• Required work: In the listing below, find each line holding "ReportStore" and copy it.

• Given entries:
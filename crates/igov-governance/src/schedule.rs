//! Periodic preview snapshots for the analytics read-model.

use std::sync::Arc;
use std::time::Duration;

use anyhow::{Context, Result};
use chrono::{NaiveDate, Utc};
use igov_storage::{snapshot_name, DocumentStore, ReportStore, StoredReport};
use tokio_cron_scheduler::{Job, JobScheduler};
use tracing::{info, warn};

use crate::scan::Scanner;
use crate::GovernanceConfig;

/// Scans with `limit` per entity kind and writes the dated snapshot for `today`,
/// replacing an earlier snapshot of the same day.
pub async fn snapshot_once(
    scanner: &Scanner,
    reports: &ReportStore,
    limit: usize,
    today: NaiveDate,
) -> Result<StoredReport> {
    let result = scanner.scan(limit).await;
    let file_name = snapshot_name(today);
    let stored = reports
        .write_json(&file_name, &result)
        .await
        .with_context(|| format!("writing snapshot {file_name}"))?;
    info!(
        path = %stored.absolute_path.display(),
        candidates = result.summary.total_candidates,
        "daily preview snapshot written"
    );
    Ok(stored)
}

/// `None` when scheduling is disabled or the store cannot back governance runs.
pub async fn maybe_build_scheduler(
    config: &GovernanceConfig,
    store: &dyn DocumentStore,
    scanner: Arc<Scanner>,
    reports: ReportStore,
) -> Result<Option<JobScheduler>> {
    if !config.scheduler_enabled {
        return Ok(None);
    }
    if !store.supports_governance() {
        warn!(
            backend = store.backend_name(),
            "document store does not support governance; scheduler not started"
        );
        return Ok(None);
    }

    let interval = Duration::from_secs(config.scheduler_interval_secs.max(1));
    let limit = config.scheduler_limit;
    let sched = JobScheduler::new().await.context("creating scheduler")?;
    let job = Job::new_repeated_async(interval, move |_uuid, _l| {
        let scanner = Arc::clone(&scanner);
        let reports = reports.clone();
        Box::pin(async move {
            let today = Utc::now().date_naive();
            if let Err(err) = snapshot_once(&scanner, &reports, limit, today).await {
                warn!(error = %format!("{err:#}"), "scheduled snapshot failed");
            }
        })
    })
    .with_context(|| format!("creating snapshot job every {}s", interval.as_secs()))?;
    sched.add(job).await.context("adding snapshot job")?;
    info!(interval_secs = interval.as_secs(), limit, "snapshot scheduler configured");
    Ok(Some(sched))
}

#[cfg(test)]
mod tests {
    use super::*;
    use igov_adapters::StrategyRegistry;
    use igov_core::PreviewResult;
    use igov_storage::MemoryDocumentStore;
    use serde_json::json;
    use tempfile::tempdir;

    async fn scanner() -> Arc<Scanner> {
        let store = Arc::new(MemoryDocumentStore::new());
        store.insert("users", "u1", json!({"avatar": "pic.jpg"})).await;
        Arc::new(Scanner::new(
            store,
            Arc::new(StrategyRegistry::default()),
            "http://localhost:5000",
        ))
    }

    #[tokio::test]
    async fn snapshot_overwrites_same_day_file() {
        let dir = tempdir().expect("tempdir");
        let reports = ReportStore::new(dir.path());
        let scanner = scanner().await;
        let today = NaiveDate::from_ymd_opt(2026, 10, 19).unwrap();

        let first = snapshot_once(&scanner, &reports, 10, today).await.unwrap();
        let second = snapshot_once(&scanner, &reports, 10, today).await.unwrap();
        assert_eq!(first.file_name, "daily-preview-2026-10-19.json");
        assert_eq!(first.absolute_path, second.absolute_path);

        let entries = reports.list("daily-preview-").await.unwrap();
        assert_eq!(entries.len(), 1);
        let stored: PreviewResult = reports.read_json(&entries[0].path).await.unwrap();
        assert_eq!(stored.summary.total_candidates, 1);
    }

    #[tokio::test]
    async fn scheduler_is_off_unless_enabled() {
        let dir = tempdir().expect("tempdir");
        let config = GovernanceConfig::default();
        let store = MemoryDocumentStore::new();
        let reports = ReportStore::new(dir.path());
        let built = maybe_build_scheduler(&config, &store, scanner().await, reports)
            .await
            .unwrap();
        assert!(built.is_none());
    }
}
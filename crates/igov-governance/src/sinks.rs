//! Metrics and notification collaborators.

use std::collections::BTreeMap;
use std::sync::Mutex;

use async_trait::async_trait;
use serde::Serialize;
use thiserror::Error;
use tracing::warn;

pub const CANDIDATES_COUNTER: &str = "image_url_governance_candidates_total";
pub const REMAINING_GAUGE: &str = "image_url_governance_remaining";
pub const ADMIN_ROLE: &str = "admin";

pub type Labels = Vec<(&'static str, String)>;

#[derive(Debug, Clone, PartialEq)]
pub struct GaugeSample {
    pub labels: BTreeMap<String, String>,
    pub value: f64,
}

pub trait MetricsSink: Send + Sync {
    fn increment_counter(&self, name: &str, labels: &Labels, value: u64);
    fn set_gauge(&self, name: &str, labels: &Labels, value: f64);
    /// Last value of every label set recorded for gauge `name`.
    fn gauge_snapshot(&self, name: &str) -> Vec<GaugeSample>;
}

type SeriesKey = (String, Vec<(String, String)>);

fn series_key(name: &str, labels: &Labels) -> SeriesKey {
    let mut pairs = labels
        .iter()
        .map(|(k, v)| (k.to_string(), v.clone()))
        .collect::<Vec<_>>();
    pairs.sort();
    (name.to_string(), pairs)
}

fn facade_labels(labels: &Labels) -> Vec<metrics::Label> {
    labels
        .iter()
        .map(|(k, v)| metrics::Label::new(*k, v.clone()))
        .collect()
}

/// Forwards to the `metrics` facade and keeps the latest values in memory so the
/// analytics reader can take a gauge snapshot.
#[derive(Debug, Default)]
pub struct GovernanceMetrics {
    counters: Mutex<BTreeMap<SeriesKey, u64>>,
    gauges: Mutex<BTreeMap<SeriesKey, f64>>,
}

impl GovernanceMetrics {
    pub fn new() -> Self {
        Self::default()
    }

    pub fn counter_value(&self, name: &str, labels: &Labels) -> u64 {
        let counters = self.counters.lock().unwrap_or_else(|p| p.into_inner());
        counters.get(&series_key(name, labels)).copied().unwrap_or(0)
    }

    pub fn counter_total(&self, name: &str) -> u64 {
        let counters = self.counters.lock().unwrap_or_else(|p| p.into_inner());
        counters
            .iter()
            .filter(|((n, _), _)| n == name)
            .map(|(_, v)| *v)
            .sum()
    }
}

impl MetricsSink for GovernanceMetrics {
    fn increment_counter(&self, name: &str, labels: &Labels, value: u64) {
        metrics::counter!(name.to_string(), facade_labels(labels)).increment(value);
        let mut counters = self.counters.lock().unwrap_or_else(|p| p.into_inner());
        *counters.entry(series_key(name, labels)).or_default() += value;
    }

    fn set_gauge(&self, name: &str, labels: &Labels, value: f64) {
        metrics::gauge!(name.to_string(), facade_labels(labels)).set(value);
        let mut gauges = self.gauges.lock().unwrap_or_else(|p| p.into_inner());
        gauges.insert(series_key(name, labels), value);
    }

    fn gauge_snapshot(&self, name: &str) -> Vec<GaugeSample> {
        let gauges = self.gauges.lock().unwrap_or_else(|p| p.into_inner());
        gauges
            .iter()
            .filter(|((n, _), _)| n == name)
            .map(|((_, labels), value)| GaugeSample {
                labels: labels.iter().cloned().collect(),
                value: *value,
            })
            .collect()
    }
}

#[derive(Debug, Clone, Copy, PartialEq, Eq, Serialize)]
#[serde(rename_all = "snake_case")]
pub enum Severity {
    High,
}

#[derive(Debug, Clone, PartialEq, Serialize)]
#[serde(rename_all = "camelCase")]
pub struct AlertNotification {
    pub recipient_role: String,
    pub title: String,
    pub message: String,
    pub severity: Severity,
    pub metadata: serde_json::Value,
}

#[derive(Debug, Error)]
pub enum NotifyError {
    #[error("notification transport failed: {0}")]
    Transport(String),
}

#[async_trait]
pub trait NotificationSink: Send + Sync {
    /// Concrete recipient for a role, or `None` when nobody holds it.
    async fn resolve_recipient(&self, role: &str) -> Option<String>;

    async fn send(
        &self,
        recipient: &str,
        notification: &AlertNotification,
    ) -> Result<(), NotifyError>;
}

/// Emits alerts as structured log events addressed to a configured admin.
#[derive(Debug, Clone, Default)]
pub struct LogNotificationSink {
    admin_recipient: Option<String>,
}

impl LogNotificationSink {
    pub fn new(admin_recipient: Option<String>) -> Self {
        Self { admin_recipient }
    }
}

#[async_trait]
impl NotificationSink for LogNotificationSink {
    async fn resolve_recipient(&self, role: &str) -> Option<String> {
        (role == ADMIN_ROLE)
            .then(|| self.admin_recipient.clone())
            .flatten()
    }

    async fn send(
        &self,
        recipient: &str,
        notification: &AlertNotification,
    ) -> Result<(), NotifyError> {
        warn!(
            recipient,
            severity = ?notification.severity,
            title = %notification.title,
            metadata = %notification.metadata,
            "{}",
            notification.message
        );
        Ok(())
    }
}

/// Collects notifications in memory.
#[derive(Debug, Default)]
pub struct MemoryNotificationSink {
    recipient: Option<String>,
    fail_sends: bool,
    sent: Mutex<Vec<(String, AlertNotification)>>,
}

impl MemoryNotificationSink {
    pub fn with_recipient(recipient: impl Into<String>) -> Self {
        Self {
            recipient: Some(recipient.into()),
            ..Self::default()
        }
    }

    pub fn without_recipient() -> Self {
        Self::default()
    }

    pub fn failing(recipient: impl Into<String>) -> Self {
        Self {
            recipient: Some(recipient.into()),
            fail_sends: true,
            ..Self::default()
        }
    }

    pub fn sent(&self) -> Vec<(String, AlertNotification)> {
        self.sent.lock().unwrap_or_else(|p| p.into_inner()).clone()
    }
}

#[async_trait]
impl NotificationSink for MemoryNotificationSink {
    async fn resolve_recipient(&self, role: &str) -> Option<String> {
        (role == ADMIN_ROLE).then(|| self.recipient.clone()).flatten()
    }

    async fn send(
        &self,
        recipient: &str,
        notification: &AlertNotification,
    ) -> Result<(), NotifyError> {
        if self.fail_sends {
            return Err(NotifyError::Transport("sink configured to fail".into()));
        }
        self.sent
            .lock()
            .unwrap_or_else(|p| p.into_inner())
            .push((recipient.to_string(), notification.clone()));
        Ok(())
    }
}
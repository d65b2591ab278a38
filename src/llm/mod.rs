//! Model collaborator seam.
//!
//! The engine only talks to a model through [`ChatModel`]. Providers that can
//! only answer in one shot implement [`ChatModel::invoke`] and inherit a
//! [`ChatModel::stream`] that replays the completion as chunks.

mod openai;

use async_trait::async_trait;
use futures_util::stream::{self, BoxStream};
use serde::{Deserialize, Serialize};
use serde_json::Value;

use crate::error::ProviderError;

pub use openai::{OpenAiCompatModel, OpenAiCompatModelConfig};

/// Multimodal reference attached to a user message.
#[derive(Clone, Debug, PartialEq, Serialize, Deserialize)]
#[serde(tag = "type", rename_all = "snake_case")]
pub enum Attachment {
    Text { text: String },
    Image { url: String, media_type: Option<String> },
    File { uri: String, name: Option<String> },
}

#[derive(Clone, Debug, PartialEq, Serialize, Deserialize)]
#[serde(tag = "role", rename_all = "snake_case")]
pub enum ModelMessage {
    System {
        content: String,
    },
    User {
        content: String,
        #[serde(default, skip_serializing_if = "Vec::is_empty")]
        attachments: Vec<Attachment>,
    },
    Assistant {
        content: Option<String>,
        #[serde(default, skip_serializing_if = "Vec::is_empty")]
        tool_calls: Vec<ModelToolCall>,
    },
    #[serde(rename = "tool")]
    ToolResult {
        tool_call_id: String,
        tool_name: String,
        content: String,
        is_error: bool,
    },
}

impl ModelMessage {
    pub fn system(content: impl Into<String>) -> Self {
        Self::System {
            content: content.into(),
        }
    }

    pub fn user(content: impl Into<String>) -> Self {
        Self::User {
            content: content.into(),
            attachments: Vec::new(),
        }
    }

    pub fn assistant(content: impl Into<String>) -> Self {
        Self::Assistant {
            content: Some(content.into()),
            tool_calls: Vec::new(),
        }
    }
}

#[derive(Clone, Debug, PartialEq, Serialize, Deserialize)]
pub struct ModelToolCall {
    pub id: String,
    pub name: String,
    pub arguments: Value,
}

#[derive(Clone, Debug)]
pub struct ModelToolDefinition {
    pub name: String,
    pub description: String,
    pub parameters: Value,
}

#[derive(Clone, Debug, PartialEq, Eq)]
pub enum ModelToolChoice {
    Auto,
    Required,
    None,
    Tool(String),
}

#[derive(Clone, Debug, Default, PartialEq)]
pub struct ModelCompletion {
    pub text: Option<String>,
    pub thinking: Option<String>,
    pub tool_calls: Vec<ModelToolCall>,
    pub usage: Option<ModelUsage>,
}

#[derive(Clone, Copy, Debug, Default, PartialEq, Eq, Serialize)]
pub struct ModelUsage {
    pub input_tokens: u32,
    pub output_tokens: u32,
}

impl ModelUsage {
    pub fn accumulate(&mut self, other: &ModelUsage) {
        self.input_tokens = self.input_tokens.saturating_add(other.input_tokens);
        self.output_tokens = self.output_tokens.saturating_add(other.output_tokens);
    }
}

/// One unit of a streamed model response.
#[derive(Clone, Debug, PartialEq)]
pub enum ModelChunk {
    ReasoningDelta(String),
    TextDelta(String),
    /// A fully assembled structured call.
    ToolCall(ModelToolCall),
    /// Raw argument text for a structured call still being streamed.
    ToolCallDelta {
        index: usize,
        id: Option<String>,
        name: Option<String>,
        arguments: String,
    },
    Finish {
        usage: Option<ModelUsage>,
    },
    Error(String),
}

pub type ModelChunkStream = BoxStream<'static, Result<ModelChunk, ProviderError>>;

#[async_trait]
pub trait ChatModel: Send + Sync {
    /// Identifier used to pick a tool-calling mode.
    fn model_id(&self) -> &str;

    async fn invoke(
        &self,
        messages: &[ModelMessage],
        tools: &[ModelToolDefinition],
        tool_choice: ModelToolChoice,
    ) -> Result<ModelCompletion, ProviderError>;

    async fn stream(
        &self,
        messages: &[ModelMessage],
        tools: &[ModelToolDefinition],
        tool_choice: ModelToolChoice,
    ) -> Result<ModelChunkStream, ProviderError> {
        let completion = self.invoke(messages, tools, tool_choice).await?;
        Ok(Box::pin(stream::iter(
            completion_chunks(completion).into_iter().map(Ok),
        )))
    }
}

/// Replays a one-shot completion in the order a streaming provider would
/// deliver it.
pub fn completion_chunks(completion: ModelCompletion) -> Vec<ModelChunk> {
    let mut chunks = Vec::new();
    if let Some(thinking) = completion.thinking.filter(|text| !text.is_empty()) {
        chunks.push(ModelChunk::ReasoningDelta(thinking));
    }
    if let Some(text) = completion.text.filter(|text| !text.is_empty()) {
        chunks.push(ModelChunk::TextDelta(text));
    }
    chunks.extend(completion.tool_calls.into_iter().map(ModelChunk::ToolCall));
    chunks.push(ModelChunk::Finish {
        usage: completion.usage,
    });
    chunks
}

• Exercise response:
use igov_storage::{snapshot_name, DocumentStore, ReportStore, StoredReport};
    reports: &ReportStore,
    reports: ReportStore,
        let reports = ReportStore::new(dir.path());
        let reports = ReportStore::new(dir.path());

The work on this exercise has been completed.